• **Your instructions**: Below are records to be repeated in full. Give them exactly.
++++++++++
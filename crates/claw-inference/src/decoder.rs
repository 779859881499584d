//! Decoding of model-server exposition payloads into typed pod samples.
//!
//! Serving runtimes rename metrics between releases (vLLM moved from a
//! `vllm_` prefix to a `vllm:` namespace, and renamed the KV-cache gauge), so
//! every logical field is resolved through an ordered alias list.

use serde::{Deserialize, Serialize};
use tracing::trace;

use crate::exposition::Exposition;

/// Identity of a scraped pod.
#[derive(Debug, Clone, Default, PartialEq, Eq, Hash, Serialize, Deserialize)]
pub struct PodIdentity {
    /// Cluster the pod runs in.
    pub cluster: String,
    /// Pod namespace.
    pub namespace: String,
    /// Pod name.
    pub pod: String,
    /// Node the pod is scheduled on (may be empty).
    pub node: String,
}

impl PodIdentity {
    /// Creates a new pod identity.
    #[must_use]
    pub fn new(
        cluster: impl Into<String>,
        namespace: impl Into<String>,
        pod: impl Into<String>,
        node: impl Into<String>,
    ) -> Self {
        Self {
            cluster: cluster.into(),
            namespace: namespace.into(),
            pod: pod.into(),
            node: node.into(),
        }
    }
}

/// Cumulative counters read from a pod, in their raw monotonic form.
#[derive(Debug, Clone, Copy, Default, PartialEq, Serialize, Deserialize)]
pub struct CounterSnapshot {
    /// Total generated tokens since the serving process started.
    pub tokens_total: f64,
    /// Sum of the first-token latency histogram, in seconds.
    pub latency_sum_seconds: f64,
    /// Observation count of the first-token latency histogram.
    pub latency_count: f64,
}

/// One pod's metrics for one scrape cycle.
#[derive(Debug, Clone, Default, PartialEq, Serialize, Deserialize)]
pub struct PodSample {
    /// Which pod this sample came from.
    pub identity: PodIdentity,
    /// Throughput gauge reported by the runtime (tokens/sec).
    pub tokens_per_sec: f64,
    /// Requests waiting to be scheduled.
    pub queue_depth: u32,
    /// Requests currently running.
    pub requests_in_flight: u32,
    /// KV-cache utilization, 0-100.
    pub kv_cache_pct: f64,
    /// GPU utilization, 0-100. Filled from GPU telemetry, not the runtime.
    pub gpu_util_pct: f64,
    /// GPU framebuffer memory in use, MB.
    pub gpu_mem_used_mb: u64,
    /// GPU framebuffer memory total, MB.
    pub gpu_mem_total_mb: u64,
    /// GPU temperature in Celsius.
    pub gpu_temperature_c: f64,
    /// Cumulative counters awaiting reconciliation.
    pub counters: CounterSnapshot,
}

/// Ordered alias lists for each logical metric a serving runtime exposes.
#[derive(Debug, Clone, Copy, PartialEq, Eq)]
pub struct MetricSchema {
    /// Generation throughput gauge.
    pub tokens_per_sec: &'static [&'static str],
    /// Waiting request gauge.
    pub queue_depth: &'static [&'static str],
    /// Running request gauge.
    pub requests_in_flight: &'static [&'static str],
    /// KV-cache usage as a 0-1 ratio.
    pub kv_cache_ratio: &'static [&'static str],
    /// Generated token counter.
    pub tokens_total: &'static [&'static str],
    /// First-token latency histogram sum.
    pub ttft_sum: &'static [&'static str],
    /// First-token latency histogram count.
    pub ttft_count: &'static [&'static str],
    /// End-to-end request latency histogram sum.
    pub e2e_sum: &'static [&'static str],
    /// End-to-end request latency histogram count.
    pub e2e_count: &'static [&'static str],
}

impl MetricSchema {
    /// vLLM metric names, newest convention first.
    pub const VLLM: Self = Self {
        tokens_per_sec: &[
            "vllm:avg_generation_throughput_toks_per_s",
            "vllm_avg_generation_throughput_toks_per_s",
        ],
        queue_depth: &["vllm:num_requests_waiting", "vllm_num_requests_waiting"],
        requests_in_flight: &["vllm:num_requests_running", "vllm_num_requests_running"],
        kv_cache_ratio: &[
            "vllm:kv_cache_usage_perc",
            "vllm:gpu_cache_usage_perc",
            "vllm_gpu_cache_usage_perc",
        ],
        tokens_total: &["vllm:generation_tokens_total", "vllm_generation_tokens_total"],
        ttft_sum: &[
            "vllm:time_to_first_token_seconds_sum",
            "vllm_time_to_first_token_seconds_sum",
        ],
        ttft_count: &[
            "vllm:time_to_first_token_seconds_count",
            "vllm_time_to_first_token_seconds_count",
        ],
        e2e_sum: &[
            "vllm:e2e_request_latency_seconds_sum",
            "vllm_e2e_request_latency_seconds_sum",
        ],
        e2e_count: &[
            "vllm:e2e_request_latency_seconds_count",
            "vllm_e2e_request_latency_seconds_count",
        ],
    };
}

impl Default for MetricSchema {
    fn default() -> Self {
        Self::VLLM
    }
}

/// Maps an exposition payload onto a [`PodSample`] using a [`MetricSchema`].
#[derive(Debug, Clone, Copy, Default)]
pub struct PodMetricDecoder {
    schema: MetricSchema,
}

impl PodMetricDecoder {
    /// Creates a decoder for the given schema.
    #[must_use]
    pub const fn new(schema: MetricSchema) -> Self {
        Self { schema }
    }

    /// Returns the schema in use.
    #[must_use]
    pub const fn schema(&self) -> &MetricSchema {
        &self.schema
    }

    /// Decodes the workload-visible fields of a pod sample.
    ///
    /// GPU fields are left at zero; they come from the node's GPU exporter.
    /// When the first-token histogram has observations but a zero sum (the
    /// runtime does not stream, so the metric is never filled), the
    /// end-to-end latency histogram is used as the closest available proxy.
    #[must_use]
    pub fn decode(&self, payload: &str, identity: PodIdentity) -> PodSample {
        let metrics = Exposition::parse(payload);
        let schema = &self.schema;

        let ttft_sum = metrics.first_found(schema.ttft_sum);
        let ttft_count = metrics.first_found(schema.ttft_count);
        let (latency_sum, latency_count) = if first_token_unfilled(ttft_sum, ttft_count) {
            trace!(pod = %identity.pod, "first-token histogram empty, using end-to-end latency");
            (
                gauge(metrics.first_found(schema.e2e_sum)),
                gauge(metrics.first_found(schema.e2e_count)),
            )
        } else {
            (gauge(ttft_sum), gauge(ttft_count))
        };

        PodSample {
            tokens_per_sec: gauge(metrics.first_found(schema.tokens_per_sec)),
            queue_depth: gauge(metrics.first_found(schema.queue_depth)) as u32,
            requests_in_flight: gauge(metrics.first_found(schema.requests_in_flight)) as u32,
            kv_cache_pct: gauge(metrics.first_found(schema.kv_cache_ratio)) * 100.0,
            counters: CounterSnapshot {
                tokens_total: gauge(metrics.first_found(schema.tokens_total)),
                latency_sum_seconds: latency_sum,
                latency_count,
            },
            identity,
            ..PodSample::default()
        }
    }
}

/// Observations recorded with an exactly zero sum. Checked on raw values so
/// that a NaN or negative sum does not switch histograms.
#[allow(clippy::float_cmp)]
fn first_token_unfilled(sum: f64, count: f64) -> bool {
    count > 0.0 && sum == 0.0
}

/// Gauges and counters are never negative; NaN and infinities read as 0.
pub(crate) fn gauge(value: f64) -> f64 {
    if value.is_finite() && value > 0.0 {
        value
    } else {
        0.0
    }
}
++++++++++
• **Answer section**:
filename crates/claw-inference/src/decoder.rs
repository 779859881499584d
//! Decoding of model-server exposition payloads into typed pod samples.
//!
//! Serving runtimes rename metrics between releases (vLLM moved from a
//! `vllm_` prefix to a `vllm:` namespace, and renamed the KV-cache gauge), so
//! every logical field is resolved through an ordered alias list.

use serde::{Deserialize, Serialize};
use tracing::trace;

use crate::exposition::Exposition;

/// Identity of a scraped pod.
#[derive(Debug, Clone, Default, PartialEq, Eq, Hash, Serialize, Deserialize)]
pub struct PodIdentity {
    /// Cluster the pod runs in.
    pub cluster: String,
    /// Pod namespace.
    pub namespace: String,
    /// Pod name.
    pub pod: String,
    /// Node the pod is scheduled on (may be empty).
    pub node: String,
}

impl PodIdentity {
    /// Creates a new pod identity.
    #[must_use]
    pub fn new(
        cluster: impl Into<String>,
        namespace: impl Into<String>,
        pod: impl Into<String>,
        node: impl Into<String>,
    ) -> Self {
        Self {
            cluster: cluster.into(),
            namespace: namespace.into(),
            pod: pod.into(),
            node: node.into(),
        }
    }
}

/// Cumulative counters read from a pod, in their raw monotonic form.
#[derive(Debug, Clone, Copy, Default, PartialEq, Serialize, Deserialize)]
pub struct CounterSnapshot {
    /// Total generated tokens since the serving process started.
    pub tokens_total: f64,
    /// Sum of the first-token latency histogram, in seconds.
    pub latency_sum_seconds: f64,
    /// Observation count of the first-token latency histogram.
    pub latency_count: f64,
}

/// One pod's metrics for one scrape cycle.
#[derive(Debug, Clone, Default, PartialEq, Serialize, Deserialize)]
pub struct PodSample {
    /// Which pod this sample came from.
    pub identity: PodIdentity,
    /// Throughput gauge reported by the runtime (tokens/sec).
    pub tokens_per_sec: f64,
    /// Requests waiting to be scheduled.
    pub queue_depth: u32,
    /// Requests currently running.
    pub requests_in_flight: u32,
    /// KV-cache utilization, 0-100.
    pub kv_cache_pct: f64,
    /// GPU utilization, 0-100. Filled from GPU telemetry, not the runtime.
    pub gpu_util_pct: f64,
    /// GPU framebuffer memory in use, MB.
    pub gpu_mem_used_mb: u64,
    /// GPU framebuffer memory total, MB.
    pub gpu_mem_total_mb: u64,
    /// GPU temperature in Celsius.
    pub gpu_temperature_c: f64,
    /// Cumulative counters awaiting reconciliation.
    pub counters: CounterSnapshot,
}

/// Ordered alias lists for each logical metric a serving runtime exposes.
#[derive(Debug, Clone, Copy, PartialEq, Eq)]
pub struct MetricSchema {
    /// Generation throughput gauge.
    pub tokens_per_sec: &'static [&'static str],
    /// Waiting request gauge.
    pub queue_depth: &'static [&'static str],
    /// Running request gauge.
    pub requests_in_flight: &'static [&'static str],
    /// KV-cache usage as a 0-1 ratio.
    pub kv_cache_ratio: &'static [&'static str],
    /// Generated token counter.
    pub tokens_total: &'static [&'static str],
    /// First-token latency histogram sum.
    pub ttft_sum: &'static [&'static str],
    /// First-token latency histogram count.
    pub ttft_count: &'static [&'static str],
    /// End-to-end request latency histogram sum.
    pub e2e_sum: &'static [&'static str],
    /// End-to-end request latency histogram count.
    pub e2e_count: &'static [&'static str],
}

impl MetricSchema {
    /// vLLM metric names, newest convention first.
    pub const VLLM: Self = Self {
        tokens_per_sec: &[
            "vllm:avg_generation_throughput_toks_per_s",
            "vllm_avg_generation_throughput_toks_per_s",
        ],
        queue_depth: &["vllm:num_requests_waiting", "vllm_num_requests_waiting"],
        requests_in_flight: &["vllm:num_requests_running", "vllm_num_requests_running"],
        kv_cache_ratio: &[
            "vllm:kv_cache_usage_perc",
            "vllm:gpu_cache_usage_perc",
            "vllm_gpu_cache_usage_perc",
        ],
        tokens_total: &["vllm:generation_tokens_total", "vllm_generation_tokens_total"],
        ttft_sum: &[
            "vllm:time_to_first_token_seconds_sum",
            "vllm_time_to_first_token_seconds_sum",
        ],
        ttft_count: &[
            "vllm:time_to_first_token_seconds_count",
            "vllm_time_to_first_token_seconds_count",
        ],
        e2e_sum: &[
            "vllm:e2e_request_latency_seconds_sum",
            "vllm_e2e_request_latency_seconds_sum",
        ],
        e2e_count: &[
            "vllm:e2e_request_latency_seconds_count",
            "vllm_e2e_request_latency_seconds_count",
        ],
    };
}

impl Default for MetricSchema {
    fn default() -> Self {
        Self::VLLM
    }
}

/// Maps an exposition payload onto a [`PodSample`] using a [`MetricSchema`].
#[derive(Debug, Clone, Copy, Default)]
pub struct PodMetricDecoder {
    schema: MetricSchema,
}

impl PodMetricDecoder {
    /// Creates a decoder for the given schema.
    #[must_use]
    pub const fn new(schema: MetricSchema) -> Self {
        Self { schema }
    }

    /// Returns the schema in use.
    #[must_use]
    pub const fn schema(&self) -> &MetricSchema {
        &self.schema
    }

    /// Decodes the workload-visible fields of a pod sample.
    ///
    /// GPU fields are left at zero; they come from the node's GPU exporter.
    /// When the first-token histogram has observations but a zero sum (the
    /// runtime does not stream, so the metric is never filled), the
    /// end-to-end latency histogram is used as the closest available proxy.
    #[must_use]
    pub fn decode(&self, payload: &str, identity: PodIdentity) -> PodSample {
        let metrics = Exposition::parse(payload);
        let schema = &self.schema;

        let ttft_sum = metrics.first_found(schema.ttft_sum);
        let ttft_count = metrics.first_found(schema.ttft_count);
        let (latency_sum, latency_count) = if first_token_unfilled(ttft_sum, ttft_count) {
            trace!(pod = %identity.pod, "first-token histogram empty, using end-to-end latency");
            (
                gauge(metrics.first_found(schema.e2e_sum)),
                gauge(metrics.first_found(schema.e2e_count)),
            )
        } else {
            (gauge(ttft_sum), gauge(ttft_count))
        };

        PodSample {
            tokens_per_sec: gauge(metrics.first_found(schema.tokens_per_sec)),
            queue_depth: gauge(metrics.first_found(schema.queue_depth)) as u32,
            requests_in_flight: gauge(metrics.first_found(schema.requests_in_flight)) as u32,
            kv_cache_pct: gauge(metrics.first_found(schema.kv_cache_ratio)) * 100.0,
            counters: CounterSnapshot {
                tokens_total: gauge(metrics.first_found(schema.tokens_total)),
                latency_sum_seconds: latency_sum,
                latency_count,
            },
            identity,
            ..PodSample::default()
        }
    }
}

/// Observations recorded with an exactly zero sum. Checked on raw values so
/// that a NaN or negative sum does not switch histograms.
#[allow(clippy::float_cmp)]
fn first_token_unfilled(sum: f64, count: f64) -> bool {
    count > 0.0 && sum == 0.0
}

/// Gauges and counters are never negative; NaN and infinities read as 0.
pub(crate) fn gauge(value: f64) -> f64 {
    if value.is_finite() && value > 0.0 {
        value
    } else {
        0.0
    }
}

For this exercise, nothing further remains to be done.